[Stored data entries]
-*-*-
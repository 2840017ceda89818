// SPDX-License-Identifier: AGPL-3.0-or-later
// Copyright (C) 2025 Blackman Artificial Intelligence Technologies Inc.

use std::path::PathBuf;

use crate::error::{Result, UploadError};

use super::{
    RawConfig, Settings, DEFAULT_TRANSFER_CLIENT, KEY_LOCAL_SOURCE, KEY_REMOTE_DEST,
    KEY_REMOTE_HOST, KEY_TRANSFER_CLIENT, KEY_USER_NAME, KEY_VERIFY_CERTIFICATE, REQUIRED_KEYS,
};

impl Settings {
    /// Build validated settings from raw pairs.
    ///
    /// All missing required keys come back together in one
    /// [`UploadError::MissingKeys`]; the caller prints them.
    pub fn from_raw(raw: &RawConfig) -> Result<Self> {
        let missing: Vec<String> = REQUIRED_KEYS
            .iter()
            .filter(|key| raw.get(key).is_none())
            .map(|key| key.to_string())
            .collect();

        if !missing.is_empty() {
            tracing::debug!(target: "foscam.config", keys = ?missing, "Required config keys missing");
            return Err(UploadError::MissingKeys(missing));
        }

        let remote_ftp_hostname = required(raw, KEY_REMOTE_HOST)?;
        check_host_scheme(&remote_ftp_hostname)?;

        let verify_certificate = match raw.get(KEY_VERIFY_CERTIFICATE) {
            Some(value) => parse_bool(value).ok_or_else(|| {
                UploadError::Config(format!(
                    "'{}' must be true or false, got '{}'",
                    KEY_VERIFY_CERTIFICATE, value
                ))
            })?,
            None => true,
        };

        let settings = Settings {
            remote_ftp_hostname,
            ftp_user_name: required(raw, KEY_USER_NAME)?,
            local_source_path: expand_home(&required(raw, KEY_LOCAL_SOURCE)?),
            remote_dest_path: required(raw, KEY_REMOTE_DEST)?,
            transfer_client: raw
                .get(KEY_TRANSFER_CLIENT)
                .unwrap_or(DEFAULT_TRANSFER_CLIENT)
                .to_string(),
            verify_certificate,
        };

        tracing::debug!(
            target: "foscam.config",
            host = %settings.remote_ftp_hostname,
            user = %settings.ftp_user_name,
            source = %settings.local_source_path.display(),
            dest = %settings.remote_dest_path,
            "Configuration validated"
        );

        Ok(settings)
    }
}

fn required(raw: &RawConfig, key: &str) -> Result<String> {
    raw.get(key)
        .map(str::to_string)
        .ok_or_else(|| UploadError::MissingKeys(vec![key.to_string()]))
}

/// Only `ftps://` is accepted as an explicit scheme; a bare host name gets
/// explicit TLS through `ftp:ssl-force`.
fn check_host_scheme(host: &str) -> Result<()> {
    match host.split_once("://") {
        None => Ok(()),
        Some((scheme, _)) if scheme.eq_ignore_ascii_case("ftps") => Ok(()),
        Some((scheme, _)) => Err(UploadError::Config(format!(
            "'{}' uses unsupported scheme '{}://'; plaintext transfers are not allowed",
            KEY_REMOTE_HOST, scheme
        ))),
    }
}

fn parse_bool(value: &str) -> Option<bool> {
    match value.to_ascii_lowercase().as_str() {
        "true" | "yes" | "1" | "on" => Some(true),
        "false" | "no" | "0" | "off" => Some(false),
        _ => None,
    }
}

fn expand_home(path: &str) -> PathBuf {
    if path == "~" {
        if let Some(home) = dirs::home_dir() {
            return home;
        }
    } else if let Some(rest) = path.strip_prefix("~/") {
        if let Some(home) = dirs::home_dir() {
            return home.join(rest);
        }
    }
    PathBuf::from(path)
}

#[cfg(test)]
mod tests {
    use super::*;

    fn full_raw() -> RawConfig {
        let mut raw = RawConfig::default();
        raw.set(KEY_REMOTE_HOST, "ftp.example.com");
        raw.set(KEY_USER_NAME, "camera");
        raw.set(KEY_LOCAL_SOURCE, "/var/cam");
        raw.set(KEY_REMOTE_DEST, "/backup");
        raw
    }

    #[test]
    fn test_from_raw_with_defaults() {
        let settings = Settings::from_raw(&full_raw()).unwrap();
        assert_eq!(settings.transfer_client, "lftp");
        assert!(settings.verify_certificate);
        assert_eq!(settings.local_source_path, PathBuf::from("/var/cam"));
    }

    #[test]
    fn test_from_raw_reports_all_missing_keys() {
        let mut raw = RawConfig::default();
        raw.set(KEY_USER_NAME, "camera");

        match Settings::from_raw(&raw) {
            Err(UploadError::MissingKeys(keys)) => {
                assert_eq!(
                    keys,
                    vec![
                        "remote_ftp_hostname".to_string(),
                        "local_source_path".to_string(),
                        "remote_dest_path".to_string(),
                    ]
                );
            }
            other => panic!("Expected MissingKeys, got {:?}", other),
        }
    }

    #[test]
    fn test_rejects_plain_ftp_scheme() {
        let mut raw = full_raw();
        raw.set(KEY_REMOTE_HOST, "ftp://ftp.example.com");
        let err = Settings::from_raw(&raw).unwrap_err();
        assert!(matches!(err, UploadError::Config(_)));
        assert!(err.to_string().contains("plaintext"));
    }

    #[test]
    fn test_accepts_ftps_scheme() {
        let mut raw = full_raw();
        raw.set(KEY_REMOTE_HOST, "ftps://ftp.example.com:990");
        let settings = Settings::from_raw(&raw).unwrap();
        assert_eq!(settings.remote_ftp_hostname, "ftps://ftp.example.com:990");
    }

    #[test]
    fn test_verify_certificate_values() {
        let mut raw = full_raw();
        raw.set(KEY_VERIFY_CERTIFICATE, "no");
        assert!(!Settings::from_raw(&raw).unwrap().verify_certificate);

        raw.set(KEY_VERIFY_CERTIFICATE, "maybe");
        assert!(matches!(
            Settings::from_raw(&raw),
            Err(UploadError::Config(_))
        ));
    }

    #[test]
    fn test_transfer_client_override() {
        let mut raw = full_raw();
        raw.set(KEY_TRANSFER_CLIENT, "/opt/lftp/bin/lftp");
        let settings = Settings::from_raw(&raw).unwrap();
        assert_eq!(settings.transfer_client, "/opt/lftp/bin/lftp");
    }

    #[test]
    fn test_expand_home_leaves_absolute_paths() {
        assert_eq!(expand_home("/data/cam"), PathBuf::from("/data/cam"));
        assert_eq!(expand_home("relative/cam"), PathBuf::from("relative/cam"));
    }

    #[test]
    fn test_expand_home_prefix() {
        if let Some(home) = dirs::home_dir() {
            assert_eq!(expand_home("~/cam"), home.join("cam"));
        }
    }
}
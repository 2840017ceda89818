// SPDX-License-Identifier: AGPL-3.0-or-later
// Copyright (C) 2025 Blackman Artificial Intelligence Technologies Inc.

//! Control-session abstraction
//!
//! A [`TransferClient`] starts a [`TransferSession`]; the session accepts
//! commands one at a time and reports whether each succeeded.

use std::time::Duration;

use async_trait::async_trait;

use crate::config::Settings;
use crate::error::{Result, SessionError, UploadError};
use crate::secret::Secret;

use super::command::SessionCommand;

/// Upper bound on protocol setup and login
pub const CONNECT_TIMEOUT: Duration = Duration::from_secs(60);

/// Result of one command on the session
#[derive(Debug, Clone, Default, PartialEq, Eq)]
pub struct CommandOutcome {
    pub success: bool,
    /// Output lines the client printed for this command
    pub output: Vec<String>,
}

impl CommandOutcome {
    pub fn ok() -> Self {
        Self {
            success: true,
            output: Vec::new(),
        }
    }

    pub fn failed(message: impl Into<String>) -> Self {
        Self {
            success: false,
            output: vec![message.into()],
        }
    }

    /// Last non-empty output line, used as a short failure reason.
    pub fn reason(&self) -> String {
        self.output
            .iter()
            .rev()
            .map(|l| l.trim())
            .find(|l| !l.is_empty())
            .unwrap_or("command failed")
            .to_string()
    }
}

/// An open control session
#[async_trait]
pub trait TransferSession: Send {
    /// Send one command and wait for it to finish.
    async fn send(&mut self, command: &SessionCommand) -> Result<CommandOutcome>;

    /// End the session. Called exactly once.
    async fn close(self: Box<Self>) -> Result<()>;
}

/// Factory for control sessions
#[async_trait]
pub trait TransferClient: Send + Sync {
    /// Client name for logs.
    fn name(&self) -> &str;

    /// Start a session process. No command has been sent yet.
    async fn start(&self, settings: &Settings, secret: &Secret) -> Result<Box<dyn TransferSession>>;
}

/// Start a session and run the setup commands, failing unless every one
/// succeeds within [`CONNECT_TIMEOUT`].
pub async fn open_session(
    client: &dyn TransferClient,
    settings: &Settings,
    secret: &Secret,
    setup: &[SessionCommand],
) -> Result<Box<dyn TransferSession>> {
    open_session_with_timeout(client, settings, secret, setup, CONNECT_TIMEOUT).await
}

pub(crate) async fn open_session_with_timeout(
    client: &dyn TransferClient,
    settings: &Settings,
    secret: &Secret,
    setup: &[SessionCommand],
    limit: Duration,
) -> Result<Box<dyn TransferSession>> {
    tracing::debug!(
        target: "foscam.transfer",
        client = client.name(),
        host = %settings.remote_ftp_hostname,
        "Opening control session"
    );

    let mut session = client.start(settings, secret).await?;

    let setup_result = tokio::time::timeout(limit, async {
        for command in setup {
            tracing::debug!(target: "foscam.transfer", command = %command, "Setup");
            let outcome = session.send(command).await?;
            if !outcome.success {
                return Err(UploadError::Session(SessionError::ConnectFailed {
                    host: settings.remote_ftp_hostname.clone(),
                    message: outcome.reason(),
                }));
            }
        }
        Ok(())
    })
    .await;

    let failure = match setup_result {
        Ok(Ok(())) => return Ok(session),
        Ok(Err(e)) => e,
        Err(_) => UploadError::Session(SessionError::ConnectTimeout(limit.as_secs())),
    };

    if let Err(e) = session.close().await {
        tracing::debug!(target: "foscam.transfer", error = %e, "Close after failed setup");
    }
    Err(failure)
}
-*-*-
> **Problem details**
Can you write out the lines above, from the first one through the one containing "check_host_scheme(&remote_ftp_hostname)?;", exactly as they appear and nothing more?

> **Exercise answer**
repository 2840017ceda89818
// SPDX-License-Identifier: AGPL-3.0-or-later
// Copyright (C) 2025 Blackman Artificial Intelligence Technologies Inc.

use std::path::PathBuf;

use crate::error::{Result, UploadError};

use super::{
    RawConfig, Settings, DEFAULT_TRANSFER_CLIENT, KEY_LOCAL_SOURCE, KEY_REMOTE_DEST,
    KEY_REMOTE_HOST, KEY_TRANSFER_CLIENT, KEY_USER_NAME, KEY_VERIFY_CERTIFICATE, REQUIRED_KEYS,
};

impl Settings {
    /// Build validated settings from raw pairs.
    ///
    /// All missing required keys come back together in one
    /// [`UploadError::MissingKeys`]; the caller prints them.
    pub fn from_raw(raw: &RawConfig) -> Result<Self> {
        let missing: Vec<String> = REQUIRED_KEYS
            .iter()
            .filter(|key| raw.get(key).is_none())
            .map(|key| key.to_string())
            .collect();

        if !missing.is_empty() {
            tracing::debug!(target: "foscam.config", keys = ?missing, "Required config keys missing");
            return Err(UploadError::MissingKeys(missing));
        }

        let remote_ftp_hostname = required(raw, KEY_REMOTE_HOST)?;
        check_host_scheme(&remote_ftp_hostname)?;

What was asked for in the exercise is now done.